Stessa gente, stessi discorsi, stessi vestiti; non cambiano neppure i nomi dei cocktail, giusto l’animazione che accompagna gli immancabili aperitivi. A costoro sarebbe bastato addirittura un libro, la famosa letteratura d’evasione, per divertirsi nel senso etimologico del termine; e invece, finiscono col pagare una cifra considerevole per la sicurezza di una esperienza che definire tale è già esagerato. I tempi attuali recano però anche una ulteriore possibilità: se non sei in grado di raggiungere il cambiamento, è possibile che questo, tu lo abbia o no messo in conto, giunga invece fino a te. Passeggiare per le strade reggiane flagellate dal sole estivo può essere educativo, sotto molti aspetti: la crisi economica, le dinamiche migratorie, il meltin’ pot da esse derivanti, l’imperfetto ricambio generazionale creano un miscuglio di situazioni che a un occhio attento possono risultare sorprendenti.

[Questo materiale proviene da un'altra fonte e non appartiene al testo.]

//! Control channel between the host and the runtime process.
//!
//! This module provides the wire protocol, codec and transport the host uses to
//! talk to the spawned runtime.
//!
//! # Architecture
//!
//! - **protocol**: Message types (Command, CommandResult, Event)
//! - **codec**: Line framing codec for AsyncRead/AsyncWrite
//! - **transport**: Endpoint naming, listener and connected stream

pub mod codec;
pub mod protocol;
pub mod transport;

Per molti versi, è il ritorno della gente: il povero, il migrante, il turista straniero non vestono griffati fin nelle banalissime scarpe da ginnastica apparentemente umili che l’italiano indossa; le vecchie col fazzolettone per ripararsi dal sole somigliano più alle nostre nonne di quanto non facciano le signore bene botulinate al traino di cagnetti dopati, una grottesca versione in miniatura in Via Emilia dell’Iditarod Trail; le impossibili tonalità di pelle che vediamo non sono frutto di stazionamenti da forzati dell’estetica sotto implacabili lampade abbronzanti, sono codici genetici che noi immaginavamo solo nei film di Tarzan, o dai romanzi di Pearl S. Buck, o di Clavell, o di Salgari. Non è normale possedere tutti quanti gli stessi Suv, le stesse false utilitarie Cinquecento, Mini, Smart; le persone normali possono avere anche vecchie Clio, Punto, biciclette, motorini. La gente normale può leggere non solo Littizzetto, Dan Brown, Bruno Vespa, Yoshimoto, Murakami, Danielle Steel, Martin e i tanti altri proposti a rullo dalle case editrici e che interessano loro soltanto: c’è ancora chi legge Soldati, Svevo, Hassel, Dickens, Prévert, Dumas e tanti altri.

Non è sano parlare tutti degli stessi film e telefilm visti, delle stesse ambizioni lavorative, delle stesse malattie, degli stessi conoscenti, gusti di gelato, dischi ascoltati; non impari nulla, non scopri nulla, alla fine sei in trappola. Ma lo capisci solo quando le cose le vedi in contrasto, quando se tu non vai alla crisi, la crisi viene a te. Altrimenti finisce che, senza mai una nuvola, dopo un po’ ti studi pure del cielo azzurro.